[Stored items]
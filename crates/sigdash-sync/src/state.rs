//! Read-only state published to renderers.

use std::sync::Arc;

use chrono::{DateTime, Utc};
use serde::Serialize;
use sigdash_core::{PushStatus, SignalRecord, SignalTime, TradingMode};
use sigdash_feed::FeedSnapshot;
use sigdash_mode::ModeView;

/// Severity of a transient notice.
#[derive(Debug, Clone, Copy, PartialEq, Eq, Serialize)]
#[serde(rename_all = "lowercase")]
pub enum NoticeLevel {
    Warning,
    Error,
}

/// Transient user-visible message (e.g. a failed toggle).
#[derive(Debug, Clone, PartialEq, Eq, Serialize)]
pub struct Notice {
    pub level: NoticeLevel,
    pub message: String,
    pub raised_at: DateTime<Utc>,
}

/// Everything a renderer needs, published after each batch of mutations.
#[derive(Debug, Clone)]
pub struct DisplayState {
    /// Feed records, oldest first.
    pub signals: FeedSnapshot,
    pub mode: ModeView,
    pub push_status: PushStatus,
    /// Local time of the last successful snapshot poll.
    pub last_poll_at: Option<DateTime<Utc>>,
    /// Server `lastUpdate` text from the last poll whose mode was reconciled.
    pub server_last_update: Option<String>,
    /// Local receipt time of the last appended push event.
    pub last_push_received_at: Option<DateTime<Utc>>,
    /// Signal time carried by the last appended push event.
    pub last_push_signal_time: Option<SignalTime>,
    pub notice: Option<Notice>,
    /// Incremented on every publish.
    pub revision: u64,
}

impl Default for DisplayState {
    fn default() -> Self {
        Self {
            signals: Arc::from(Vec::new()),
            mode: ModeView::default(),
            push_status: PushStatus::default(),
            last_poll_at: None,
            server_last_update: None,
            last_push_received_at: None,
            last_push_signal_time: None,
            notice: None,
            revision: 0,
        }
    }
}

impl DisplayState {
    /// Last server-confirmed mode.
    pub fn current_mode(&self) -> Option<TradingMode> {
        self.mode.confirmed
    }

    pub fn last_update_display(&self) -> Option<&str> {
        self.mode.last_update.as_deref()
    }

    /// Records newest first, as a signal table shows them.
    pub fn newest_first(&self) -> impl Iterator<Item = &SignalRecord> + '_ {
        self.signals.iter().rev()
    }

    /// Whether pushed signals may be missing because the channel is down.
    pub fn is_stale(&self) -> bool {
        self.push_status != PushStatus::Connected
    }
}

#[cfg(test)]
mod tests {
    use super::*;
    use serde_json::json;

    #[test]
    fn test_default_is_empty_and_stale() {
        let state = DisplayState::default();
        assert!(state.signals.is_empty());
        assert!(state.is_stale());
        assert_eq!(state.current_mode(), None);
        assert_eq!(state.mode.label(), "UNKNOWN");
    }

    #[test]
    fn test_newest_first() {
        let now = Utc::now();
        let records: Vec<SignalRecord> = ["BTC", "ETH"]
            .iter()
            .map(|symbol| {
                sigdash_core::normalize(
                    &json!({"symbol": symbol, "direction": "up", "time": "10:00"}),
                    now,
                )
                .unwrap()
            })
            .collect();
        let state = DisplayState {
            signals: records.into(),
            ..Default::default()
        };
        let order: Vec<&str> = state.newest_first().map(|r| r.symbol()).collect();
        assert_eq!(order, vec!["ETH", "BTC"]);
    }
}
//! Ordered, capacity-bounded signal collection.
//!
//! Two entry points feed the same state:
//! - `replace_all`: a poll snapshot is authoritative and overwrites everything
//! - `append`: a pushed event is a delta, dropped if its dedup key is present
//!
//! Invariants held after every call:
//! - `len() <= capacity()`
//! - no two records share a `DedupKey`
//! - records are ordered oldest first, newest last

use std::collections::{HashSet, VecDeque};
use std::sync::Arc;

use serde_json::Value;
use sigdash_core::{normalize, DedupKey, DynClock, SignalRecord};
use tracing::{debug, warn};

/// Default number of visible signals.
pub const DEFAULT_CAPACITY: usize = 50;

/// Read-only copy of the feed, newest last.
pub type FeedSnapshot = Arc<[SignalRecord]>;

/// Result of `append`.
#[derive(Debug, Clone, Copy, PartialEq, Eq)]
pub enum AppendOutcome {
    /// Record added at the tail; `evicted` records dropped from the head.
    Appended { evicted: usize },
    /// Dedup key already present, feed untouched.
    Duplicate,
    /// Payload failed normalization, feed untouched.
    Rejected,
}

impl AppendOutcome {
    /// Whether the feed changed.
    pub fn is_mutation(&self) -> bool {
        matches!(self, Self::Appended { .. })
    }
}

/// Result of `replace_all`.
#[derive(Debug, Clone, Copy, PartialEq, Eq, Default)]
pub struct ReplaceSummary {
    /// Records installed.
    pub accepted: usize,
    /// Entries that failed normalization.
    pub skipped_invalid: usize,
    /// Entries repeating a dedup key earlier in the same snapshot.
    pub skipped_duplicate: usize,
    /// Oldest entries dropped to fit capacity.
    pub truncated: usize,
    /// Whether the installed records differ from the previous ones.
    pub changed: bool,
}

/// Bounded signal feed.
pub struct BoundedSignalFeed {
    capacity: usize,
    records: VecDeque<SignalRecord>,
    keys: HashSet<DedupKey>,
    clock: DynClock,
}

impl BoundedSignalFeed {
    /// Create an empty feed. A capacity of zero is raised to one.
    pub fn new(capacity: usize, clock: DynClock) -> Self {
        let capacity = capacity.max(1);
        Self {
            capacity,
            records: VecDeque::with_capacity(capacity + 1),
            keys: HashSet::with_capacity(capacity + 1),
            clock,
        }
    }

    /// Create an empty feed with `DEFAULT_CAPACITY`.
    pub fn with_default_capacity(clock: DynClock) -> Self {
        Self::new(DEFAULT_CAPACITY, clock)
    }

    /// Replace the whole feed with a poll snapshot.
    ///
    /// Entries are normalized in the given order; invalid entries and
    /// repeated keys are skipped individually. If more than `capacity`
    /// records remain, only the last `capacity` are kept. The new sequence
    /// is built completely before it replaces the old one.
    ///
    /// A record that is already in the feed keeps its original
    /// `received_at`, so replaying the same snapshot leaves the feed
    /// identical.
    pub fn replace_all(&mut self, entries: &[Value]) -> ReplaceSummary {
        let now = self.clock.now();
        let mut summary = ReplaceSummary::default();
        let mut seen: HashSet<DedupKey> = HashSet::with_capacity(entries.len());
        let mut fresh: Vec<SignalRecord> = Vec::with_capacity(entries.len());

        for (index, raw) in entries.iter().enumerate() {
            let record = match normalize(raw, now) {
                Ok(record) => record,
                Err(e) => {
                    warn!(index, error = %e, "Skipping invalid snapshot entry");
                    summary.skipped_invalid += 1;
                    continue;
                }
            };

            let key = record.key();
            if !seen.insert(key.clone()) {
                debug!(index, symbol = %key.symbol, "Skipping repeated snapshot entry");
                summary.skipped_duplicate += 1;
                continue;
            }

            let record = match self.find(&key) {
                Some(existing) => record.with_received_at(existing.received_at()),
                None => record,
            };
            fresh.push(record);
        }

        if fresh.len() > self.capacity {
            summary.truncated = fresh.len() - self.capacity;
            fresh.drain(..summary.truncated);
        }

        summary.accepted = fresh.len();
        summary.changed = !self.records.iter().eq(fresh.iter());

        self.keys = fresh.iter().map(SignalRecord::key).collect();
        self.records = fresh.into();

        debug!(
            accepted = summary.accepted,
            skipped_invalid = summary.skipped_invalid,
            skipped_duplicate = summary.skipped_duplicate,
            truncated = summary.truncated,
            changed = summary.changed,
            "Feed replaced from snapshot"
        );

        summary
    }

    /// Append one pushed event.
    ///
    /// No-op if the event fails normalization or its dedup key is already
    /// present. Otherwise the record goes to the tail and the oldest records
    /// are evicted until the feed fits its capacity.
    pub fn append(&mut self, raw: &Value) -> AppendOutcome {
        let record = match normalize(raw, self.clock.now()) {
            Ok(record) => record,
            Err(e) => {
                warn!(error = %e, "Skipping invalid push event");
                return AppendOutcome::Rejected;
            }
        };

        let key = record.key();
        if self.keys.contains(&key) {
            debug!(
                symbol = %key.symbol,
                time = %key.signal_time,
                direction = %key.direction,
                "Dropping duplicate push event"
            );
            return AppendOutcome::Duplicate;
        }

        self.records.push_back(record);
        self.keys.insert(key);

        let mut evicted = 0;
        while self.records.len() > self.capacity {
            if let Some(old) = self.records.pop_front() {
                self.keys.remove(&old.key());
                evicted += 1;
            }
        }

        AppendOutcome::Appended { evicted }
    }

    /// Current records, newest last.
    pub fn snapshot(&self) -> FeedSnapshot {
        self.records.iter().cloned().collect()
    }

    /// Iterate records, oldest first.
    pub fn iter(&self) -> impl DoubleEndedIterator<Item = &SignalRecord> + '_ {
        self.records.iter()
    }

    /// Most recently inserted record.
    pub fn latest(&self) -> Option<&SignalRecord> {
        self.records.back()
    }

    pub fn contains(&self, key: &DedupKey) -> bool {
        self.keys.contains(key)
    }

    pub fn len(&self) -> usize {
        self.records.len()
    }

    pub fn is_empty(&self) -> bool {
        self.records.is_empty()
    }

    pub fn capacity(&self) -> usize {
        self.capacity
    }

    fn find(&self, key: &DedupKey) -> Option<&SignalRecord> {
        if !self.keys.contains(key) {
            return None;
        }
        self.records.iter().find(|r| r.matches(key))
    }
}

impl std::fmt::Debug for BoundedSignalFeed {
    fn fmt(&self, f: &mut std::fmt::Formatter<'_>) -> std::fmt::Result {
        f.debug_struct("BoundedSignalFeed")
            .field("capacity", &self.capacity)
            .field("len", &self.records.len())
            .finish()
    }
}
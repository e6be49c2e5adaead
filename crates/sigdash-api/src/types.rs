//! Wire types for the REST endpoints.

use serde::{Deserialize, Serialize};
use serde_json::Value;
use sigdash_core::TradingMode;

/// `GET /snapshot` response.
///
/// Signals stay raw JSON here; each entry is normalized individually by the
/// feed so one malformed entry cannot fail the whole response.
#[derive(Debug, Clone, PartialEq, Serialize, Deserialize)]
pub struct SnapshotResponse {
    pub mode: TradingMode,
    #[serde(default, alias = "last_update", rename = "lastUpdate")]
    pub last_update: Option<String>,
    #[serde(default)]
    pub signals: Vec<Value>,
}

/// `POST /toggle_mode` response.
#[derive(Debug, Clone, Copy, PartialEq, Eq, Serialize, Deserialize)]
pub struct ToggleResponse {
    pub mode: TradingMode,
}
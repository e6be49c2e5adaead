//! Push subscription transport for sigdash.
//!
//! Provides the `new_signal` event stream with:
//! - Socket.IO (Engine.IO v4) or plain JSON framing over WebSocket
//! - Automatic reconnection with exponential backoff
//! - Heartbeat monitoring (server ping or client ping, silence timeout)
//! - Status reporting through `PushEvent::Status`
//!
//! Reconnection is owned here; consumers only see a stream of
//! `PushEvent`s and must tolerate re-delivered events after a reconnect.

pub mod connection;
pub mod error;
pub mod heartbeat;
pub mod message;

pub use connection::{ConnectionConfig, ConnectionManager};
pub use error::{WsError, WsResult};
pub use heartbeat::HeartbeatManager;
pub use message::{parse_frame, EngineOpen, Frame, Framing};

use std::sync::Once;

static INIT_CRYPTO: Once = Once::new();

/// Initialize the TLS crypto provider.
/// Must be called before any `wss://` connection is made.
pub fn init_crypto() {
    INIT_CRYPTO.call_once(|| {
        let _ = rustls::crypto::ring::default_provider().install_default();
    });
}
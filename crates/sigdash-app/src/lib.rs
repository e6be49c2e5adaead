//! sigdash terminal client.
//!
//! Wires the components together:
//! - REST client for snapshot polls and mode toggles
//! - Push subscription for `new_signal` events
//! - Sync loop owning the signal feed and mode state
//! - Terminal renderer and stdin commands

pub mod app;
pub mod command;
pub mod config;
pub mod error;
pub mod render;

pub use app::{Application, Session};
pub use command::Command;
pub use crate::config::{AppConfig, WsConfig};
pub use error::{AppError, AppResult};
//! Mock push server for integration tests.
//!
//! Speaks either Engine.IO v4 / Socket.IO text packets or plain JSON
//! frames, records everything the client sends, and lets the test emit
//! events to every connected client.

use futures_util::{SinkExt, StreamExt};
use serde_json::{json, Value};
use sigdash_ws::Framing;
use std::net::SocketAddr;
use std::sync::Arc;
use tokio::net::{TcpListener, TcpStream};
use tokio::sync::{broadcast, mpsc, Mutex};
use tokio_tungstenite::{accept_async, tungstenite::Message};

const OPEN_PACKET: &str =
    r#"0{"sid":"mock-sid","upgrades":[],"pingInterval":25000,"pingTimeout":20000,"maxPayload":1000000}"#;

/// A mock push server.
pub struct MockPushServer {
    addr: SocketAddr,
    framing: Framing,
    shutdown_tx: mpsc::Sender<()>,
    outbound: broadcast::Sender<String>,
    received: Arc<Mutex<Vec<String>>>,
    connections: Arc<Mutex<u32>>,
}

impl MockPushServer {
    /// Start a new mock server on an available port.
    pub async fn start(framing: Framing) -> Self {
        let listener = TcpListener::bind("127.0.0.1:0").await.unwrap();
        let addr = listener.local_addr().unwrap();
        let received: Arc<Mutex<Vec<String>>> = Arc::new(Mutex::new(Vec::new()));
        let connections: Arc<Mutex<u32>> = Arc::new(Mutex::new(0));
        let (outbound, _) = broadcast::channel::<String>(64);
        let (shutdown_tx, mut shutdown_rx) = mpsc::channel::<()>(1);

        let received_clone = received.clone();
        let connections_clone = connections.clone();
        let outbound_clone = outbound.clone();

        tokio::spawn(async move {
            loop {
                tokio::select! {
                    Ok((stream, _)) = listener.accept() => {
                        tokio::spawn(handle_connection(
                            stream,
                            framing,
                            outbound_clone.subscribe(),
                            received_clone.clone(),
                            connections_clone.clone(),
                        ));
                    }
                    _ = shutdown_rx.recv() => {
                        break;
                    }
                }
            }
        });

        Self {
            addr,
            framing,
            shutdown_tx,
            outbound,
            received,
            connections,
        }
    }

    /// WebSocket URL clients should connect to.
    pub fn url(&self) -> String {
        match self.framing {
            Framing::SocketIo => format!("ws://{}/socket.io/?EIO=4&transport=websocket", self.addr),
            Framing::Json => format!("ws://{}", self.addr),
        }
    }

    /// Emit an event to every connected client.
    pub fn emit(&self, event: &str, payload: Value) {
        let frame = match self.framing {
            Framing::SocketIo => format!("42{}", json!([event, payload])),
            Framing::Json => json!({"event": event, "data": payload}).to_string(),
        };
        self.send_raw(frame);
    }

    /// Send a raw text frame to every connected client.
    pub fn send_raw(&self, frame: impl Into<String>) {
        // No receivers simply means no client is connected yet.
        let _ = self.outbound.send(frame.into());
    }

    pub async fn connection_count(&self) -> u32 {
        *self.connections.lock().await
    }

    /// Text frames received from clients.
    pub async fn received_messages(&self) -> Vec<String> {
        self.received.lock().await.clone()
    }

    /// Shutdown the accept loop.
    pub async fn shutdown(self) {
        let _ = self.shutdown_tx.send(()).await;
    }
}

async fn handle_connection(
    stream: TcpStream,
    framing: Framing,
    mut outbound: broadcast::Receiver<String>,
    received: Arc<Mutex<Vec<String>>>,
    connections: Arc<Mutex<u32>>,
) {
    let ws_stream = match accept_async(stream).await {
        Ok(ws) => ws,
        Err(e) => {
            eprintln!("WebSocket handshake failed: {}", e);
            return;
        }
    };

    {
        let mut count = connections.lock().await;
        *count += 1;
    }

    let (mut write, mut read) = ws_stream.split();

    if framing == Framing::SocketIo && write.send(Message::Text(OPEN_PACKET.to_string())).await.is_err() {
        return;
    }

    loop {
        tokio::select! {
            msg = read.next() => {
                match msg {
                    Some(Ok(Message::Text(text))) => {
                        received.lock().await.push(text.clone());
                        // Namespace join request
                        if framing == Framing::SocketIo && text == "40" {
                            let _ = write.send(Message::Text(r#"40{"sid":"mock-ns"}"#.to_string())).await;
                        }
                    }
                    Some(Ok(Message::Ping(data))) => {
                        let _ = write.send(Message::Pong(data)).await;
                    }
                    Some(Ok(Message::Close(_))) | Some(Err(_)) | None => break,
                    _ => {}
                }
            }
            frame = outbound.recv() => {
                match frame {
                    Ok(frame) => {
                        if write.send(Message::Text(frame)).await.is_err() {
                            break;
                        }
                    }
                    Err(broadcast::error::RecvError::Lagged(_)) => continue,
                    Err(broadcast::error::RecvError::Closed) => break,
                }
            }
        }
    }
}

#[cfg(test)]
mod tests {
    use super::*;

    #[tokio::test]
    async fn test_mock_server_starts() {
        let server = MockPushServer::start(Framing::SocketIo).await;
        assert!(server.url().starts_with("ws://127.0.0.1:"));
        assert!(server.url().ends_with("transport=websocket"));
        server.shutdown().await;
    }
}
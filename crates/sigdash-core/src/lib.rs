//! Core domain types for the sigdash dashboard client.
//!
//! This crate provides the types shared by every other sigdash crate:
//! - `SignalRecord`: one normalized trading signal observation
//! - `Direction`, `SignalTime`, `DedupKey`: signal identity
//! - `TradingMode`: LIVE / TEST operating mode
//! - `Clock`: injectable time source
//! - `PushEvent`: messages delivered by the push transport

pub mod clock;
pub mod error;
pub mod push;
pub mod signal;
pub mod types;

pub use clock::{Clock, DynClock, ManualClock, SystemClock};
pub use error::{CoreError, Result};
pub use push::{PushEvent, PushStatus};
pub use signal::{normalize, DedupKey, RawSignal, SignalRecord};
pub use types::{Direction, SignalTime, TradingMode};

— Exercise description —
Copy word for word the stretch of entries above from the line that has "feed, newest last." through the line that has "present, feed untouched.", both ends included, and nothing outside it.

— Output —
/// Read-only copy of the feed, newest last.
pub type FeedSnapshot = Arc<[SignalRecord]>;

/// Result of `append`.
#[derive(Debug, Clone, Copy, PartialEq, Eq)]
pub enum AppendOutcome {
    /// Record added at the tail; `evicted` records dropped from the head.
    Appended { evicted: usize },
    /// Dedup key already present, feed untouched.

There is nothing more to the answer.